use std::collections::BTreeMap;

use serde::Serialize;

use crate::errors::ModelError;
use crate::game::{CashGame, ParsedGame, Tournament};
use crate::player::Player;

/// Aggregate root for one poker room's parsed history.
#[derive(Debug, Serialize)]
pub struct Site {
    name: String,
    players: BTreeMap<String, Player>,
    cash_games: Vec<CashGame>,
    tournaments: Vec<Tournament>,
}

impl Site {
    pub fn new(name: &str) -> Self {
        Self {
            name: name.to_string(),
            players: BTreeMap::new(),
            cash_games: Vec::new(),
            tournaments: Vec::new(),
        }
    }

    pub fn name(&self) -> &str {
        &self.name
    }

    /// Inserts a player unless one with the same name is already present.
    /// Returns whether the player was inserted.
    pub fn add_player(&mut self, player: Player) -> bool {
        if self.players.contains_key(player.name()) {
            return false;
        }
        self.players.insert(player.name().to_string(), player);
        true
    }

    pub fn add_cash_game(&mut self, game: CashGame) {
        self.cash_games.push(game);
    }

    pub fn add_tournament(&mut self, tournament: Tournament) {
        self.tournaments.push(tournament);
    }

    pub fn add_game(&mut self, game: ParsedGame) {
        match game {
            ParsedGame::Cash(g) => self.add_cash_game(g),
            ParsedGame::Tournament(t) => self.add_tournament(t),
        }
    }

    pub fn player(&self, name: &str) -> Option<&Player> {
        self.players.get(name)
    }

    pub fn players(&self) -> impl Iterator<Item = &Player> {
        self.players.values()
    }

    /// Moves every player out of the site, leaving its games in place.
    pub fn take_players(&mut self) -> Vec<Player> {
        std::mem::take(&mut self.players).into_values().collect()
    }

    pub fn player_count(&self) -> usize {
        self.players.len()
    }

    pub fn hero(&self) -> Option<&Player> {
        self.players.values().find(|p| p.is_hero())
    }

    pub fn cash_games(&self) -> &[CashGame] {
        &self.cash_games
    }

    pub fn tournaments(&self) -> &[Tournament] {
        &self.tournaments
    }

    pub fn game_count(&self) -> usize {
        self.cash_games.len() + self.tournaments.len()
    }

    pub fn hand_count(&self) -> usize {
        self.cash_games.iter().map(|g| g.hand_count()).sum::<usize>()
            + self.tournaments.iter().map(|t| t.hand_count()).sum::<usize>()
    }

    pub fn action_count(&self) -> usize {
        let cash = self.cash_games.iter().flat_map(|g| g.hands());
        let tour = self.tournaments.iter().flat_map(|t| t.hands());
        cash.chain(tour).map(|h| h.actions().len()).sum()
    }

    pub fn is_empty(&self) -> bool {
        self.players.is_empty() && self.game_count() == 0
    }

    /// Folds `other` into this site. Players already present are kept as
    /// they are; games are appended in `other`'s order.
    pub fn merge(&mut self, other: Site) -> Result<(), ModelError> {
        if other.name != self.name {
            return Err(ModelError::SiteMismatch {
                this: self.name.clone(),
                other: other.name,
            });
        }
        for (_, player) in other.players {
            self.add_player(player);
        }
        self.cash_games.extend(other.cash_games);
        self.tournaments.extend(other.tournaments);
        Ok(())
    }
}

#[cfg(test)]
mod tests {
    use super::*;

    #[test]
    fn duplicate_players_are_skipped() {
        let mut site = Site::new("Winamax");
        assert!(site.add_player(Player::new("alice", "Winamax").unwrap()));
        let mut again = Player::new("alice", "Winamax").unwrap();
        again.set_comments("second");
        assert!(!site.add_player(again));
        assert_eq!(site.player_count(), 1);
        assert_eq!(site.player("alice").unwrap().comments(), "");
    }

    #[test]
    fn merge_rejects_other_site() {
        let mut site = Site::new("Winamax");
        let err = site.merge(Site::new("PokerStars")).unwrap_err();
        assert!(matches!(err, ModelError::SiteMismatch { .. }));
    }

    #[test]
    fn merge_folds_players() {
        let mut a = Site::new("Winamax");
        a.add_player(Player::new("alice", "Winamax").unwrap());
        let mut b = Site::new("Winamax");
        b.add_player(Player::new("alice", "Winamax").unwrap());
        b.add_player(Player::new("bob", "Winamax").unwrap());
        a.merge(b).unwrap();
        assert_eq!(a.player_count(), 2);
    }
}
//! Configuration command handler.
//!
//! Prints every setting with the layer it came from:
//!
//! ```json
//! {
//!   "site": {
//!     "value": "winamax",
//!     "source": "default"
//!   },
//!   ...
//! }
//! ```

use crate::config;
use crate::error::CliError;
use std::io::Write;

pub fn handle_cfg_command(out: &mut dyn Write) -> Result<(), CliError> {
    let config::ConfigResolved { config, sources } = config::load_with_sources()?;
    let display = serde_json::json!({
        "site": {
            "value": config.site,
            "source": sources.site,
        },
        "history_dir": {
            "value": config.history_dir,
            "source": sources.history_dir,
        },
        "workers": {
            "value": config.workers,
            "source": sources.workers,
        },
        "json": {
            "value": config.json,
            "source": sources.json,
        }
    });
    let json_str = serde_json::to_string_pretty(&display)?;
    writeln!(out, "{}", json_str)?;
    Ok(())
}
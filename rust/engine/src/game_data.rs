use chrono::{DateTime, Utc};

use crate::errors::ModelError;
use crate::game::{CashGame, Game, Limit, ParsedGame, Tournament, Variant};
use crate::hand::GameType;

/// Game-level metadata discovered while parsing the first hand of a file
/// (and, for some formats, from the file name). Never persisted.
#[derive(Debug, Clone, PartialEq)]
pub struct GameData {
    pub game_type: GameType,
    pub game_id: String,
    pub game_name: String,
    pub table_name: String,
    pub max_seats: u32,
    pub variant: Variant,
    pub limit: Limit,
    pub small_blind: f64,
    pub big_blind: f64,
    pub buy_in: f64,
    pub is_real_money: bool,
    pub start_date: DateTime<Utc>,
}

impl GameData {
    /// Overwrites the fields a file name carries. File name values win.
    pub fn fill_from_file_stem(&mut self, info: &FileStemInfo) {
        self.is_real_money = info.is_real_money;
        self.game_name = info.game_name.clone();
        self.variant = info.variant;
        self.limit = info.limit;
    }

    /// Builds the empty game this metadata describes.
    pub fn into_game(self, site_name: &str) -> Result<ParsedGame, ModelError> {
        let game = Game::new(
            &self.game_id,
            site_name,
            &self.game_name,
            self.variant,
            self.limit,
            self.is_real_money,
            self.max_seats,
            self.start_date,
        )?;
        match self.game_type {
            GameType::CashGame => Ok(ParsedGame::Cash(CashGame::new(
                game,
                self.small_blind,
                self.big_blind,
            )?)),
            GameType::Tournament => Ok(ParsedGame::Tournament(Tournament::new(
                game,
                self.buy_in,
            )?)),
        }
    }
}

/// Metadata a file name encodes as underscore-delimited fields, e.g.
/// `20141116_Double or Nothing(100679030)_real_holdem_no-limit`.
#[derive(Debug, Clone, PartialEq, Eq)]
pub struct FileStemInfo {
    pub is_real_money: bool,
    pub game_name: String,
    pub variant: Variant,
    pub limit: Limit,
}

#[cfg(test)]
mod tests {
    use super::*;

    fn data(game_type: GameType) -> GameData {
        GameData {
            game_type,
            game_id: "100679030".into(),
            game_name: "Double or Nothing".into(),
            table_name: "Double or Nothing(100679030)#0".into(),
            max_seats: 6,
            variant: Variant::Omaha,
            limit: Limit::PotLimit,
            small_blind: 10.0,
            big_blind: 20.0,
            buy_in: 0.5,
            is_real_money: false,
            start_date: DateTime::<Utc>::UNIX_EPOCH,
        }
    }

    #[test]
    fn file_stem_overrides_hand_values() {
        let mut d = data(GameType::Tournament);
        d.fill_from_file_stem(&FileStemInfo {
            is_real_money: true,
            game_name: "Double or Nothing(100679030)".into(),
            variant: Variant::Holdem,
            limit: Limit::NoLimit,
        });
        assert!(d.is_real_money);
        assert_eq!(d.variant, Variant::Holdem);
        assert_eq!(d.limit, Limit::NoLimit);
        assert_eq!(d.game_name, "Double or Nothing(100679030)");
        assert_eq!(d.max_seats, 6);
    }

    #[test]
    fn tournament_data_builds_tournament() {
        match data(GameType::Tournament).into_game("Winamax").unwrap() {
            ParsedGame::Tournament(t) => assert_eq!(t.buy_in(), 0.5),
            ParsedGame::Cash(_) => panic!("expected a tournament"),
        }
    }

    #[test]
    fn cash_data_builds_cash_game() {
        match data(GameType::CashGame).into_game("Winamax").unwrap() {
            ParsedGame::Cash(c) => assert_eq!(c.big_blind(), 20.0),
            ParsedGame::Tournament(_) => panic!("expected a cash game"),
        }
    }
}
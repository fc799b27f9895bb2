use std::fmt;
use std::str::FromStr;

use serde::{Serialize, Serializer};

use crate::errors::TokenError;

/// Represents one of the four suits in a standard 52-card deck.
/// Used as a component of [`Card`] to fully define a playing card.
#[derive(Debug, Copy, Clone, Eq, PartialEq, Hash, Ord, PartialOrd)]
pub enum Suit {
    /// Clubs suit (c)
    Clubs,
    /// Diamonds suit (d)
    Diamonds,
    /// Hearts suit (h)
    Hearts,
    /// Spades suit (s)
    Spades,
}

impl Suit {
    pub fn to_char(self) -> char {
        match self {
            Suit::Clubs => 'c',
            Suit::Diamonds => 'd',
            Suit::Hearts => 'h',
            Suit::Spades => 's',
        }
    }

    pub fn from_char(c: char) -> Option<Suit> {
        match c {
            'c' => Some(Suit::Clubs),
            'd' => Some(Suit::Diamonds),
            'h' => Some(Suit::Hearts),
            's' => Some(Suit::Spades),
            _ => None,
        }
    }
}

/// Represents the rank (face value) of a playing card from Two through Ace.
#[derive(Debug, Copy, Clone, Eq, PartialEq, Hash, Ord, PartialOrd)]
pub enum Rank {
    Two = 2,
    Three,
    Four,
    Five,
    Six,
    Seven,
    Eight,
    Nine,
    Ten,
    Jack,
    Queen,
    King,
    Ace,
}

impl Rank {
    pub fn to_char(self) -> char {
        match self {
            Rank::Two => '2',
            Rank::Three => '3',
            Rank::Four => '4',
            Rank::Five => '5',
            Rank::Six => '6',
            Rank::Seven => '7',
            Rank::Eight => '8',
            Rank::Nine => '9',
            Rank::Ten => 'T',
            Rank::Jack => 'J',
            Rank::Queen => 'Q',
            Rank::King => 'K',
            Rank::Ace => 'A',
        }
    }

    pub fn from_char(c: char) -> Option<Rank> {
        match c {
            '2' => Some(Rank::Two),
            '3' => Some(Rank::Three),
            '4' => Some(Rank::Four),
            '5' => Some(Rank::Five),
            '6' => Some(Rank::Six),
            '7' => Some(Rank::Seven),
            '8' => Some(Rank::Eight),
            '9' => Some(Rank::Nine),
            'T' => Some(Rank::Ten),
            'J' => Some(Rank::Jack),
            'Q' => Some(Rank::Queen),
            'K' => Some(Rank::King),
            'A' => Some(Rank::Ace),
            _ => None,
        }
    }
}

/// A single playing card as it appears in hand history text, e.g. `Ah` or `Td`.
///
/// The "no card" slot of fixed-size card arrays is `Option<Card>::None`; see
/// [`card_token`] and [`parse_card_token`] for the 53-symbol form.
#[derive(Debug, Copy, Clone, Eq, PartialEq, Hash, Ord, PartialOrd)]
pub struct Card {
    /// The rank of the card (Two through Ace)
    pub rank: Rank,
    /// The suit of the card (Clubs, Diamonds, Hearts, or Spades)
    pub suit: Suit,
}

/// Token used for an empty card slot.
pub const NO_CARD: &str = "none";

impl fmt::Display for Card {
    fn fmt(&self, f: &mut fmt::Formatter<'_>) -> fmt::Result {
        write!(f, "{}{}", self.rank.to_char(), self.suit.to_char())
    }
}

impl FromStr for Card {
    type Err = TokenError;

    fn from_str(s: &str) -> Result<Self, Self::Err> {
        let mut chars = s.chars();
        match (chars.next(), chars.next(), chars.next()) {
            (Some(r), Some(su), None) => match (Rank::from_char(r), Suit::from_char(su)) {
                (Some(rank), Some(suit)) => Ok(Card { rank, suit }),
                _ => Err(TokenError::new("card", s)),
            },
            _ => Err(TokenError::new("card", s)),
        }
    }
}

impl Serialize for Card {
    fn serialize<S: Serializer>(&self, serializer: S) -> Result<S::Ok, S::Error> {
        serializer.collect_str(self)
    }
}

/// Renders a card slot, `"none"` for an empty one.
pub fn card_token(card: Option<Card>) -> String {
    match card {
        Some(c) => c.to_string(),
        None => NO_CARD.to_string(),
    }
}

/// Serializes a row of card slots as tokens, `"none"` for empty slots.
pub fn serialize_card_slots<S: Serializer>(
    slots: &[Option<Card>; 5],
    serializer: S,
) -> Result<S::Ok, S::Error> {
    serializer.collect_seq(slots.iter().map(|c| card_token(*c)))
}

/// Inverse of [`card_token`].
pub fn parse_card_token(token: &str) -> Result<Option<Card>, TokenError> {
    if token == NO_CARD {
        return Ok(None);
    }
    token.parse().map(Some)
}

/// Splits the inside of a `[...]` group into cards and pads the result to a
/// fixed five-slot array. Extra cards beyond five are dropped.
pub fn parse_card_group(group: &str, delimiter: &str) -> Result<[Option<Card>; 5], TokenError> {
    let mut slots = [None; 5];
    let tokens = group
        .split(delimiter)
        .map(str::trim)
        .filter(|t| !t.is_empty());
    for (slot, token) in slots.iter_mut().zip(tokens) {
        *slot = Some(token.parse()?);
    }
    Ok(slots)
}

pub fn all_suits() -> [Suit; 4] {
    [Suit::Clubs, Suit::Diamonds, Suit::Hearts, Suit::Spades]
}

pub fn all_ranks() -> [Rank; 13] {
    [
        Rank::Two,
        Rank::Three,
        Rank::Four,
        Rank::Five,
        Rank::Six,
        Rank::Seven,
        Rank::Eight,
        Rank::Nine,
        Rank::Ten,
        Rank::Jack,
        Rank::Queen,
        Rank::King,
        Rank::Ace,
    ]
}

pub fn full_deck() -> Vec<Card> {
    let mut v = Vec::with_capacity(52);
    for &s in &all_suits() {
        for &r in &all_ranks() {
            v.push(Card { suit: s, rank: r });
        }
    }
    v
}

-------

● TASK STATEMENT
Each line in the material above that mentions the word "through" must be copied.

● RESPONSE AREA
/// Represents the rank (face value) of a playing card from Two through Ace.
    /// The rank of the card (Two through Ace)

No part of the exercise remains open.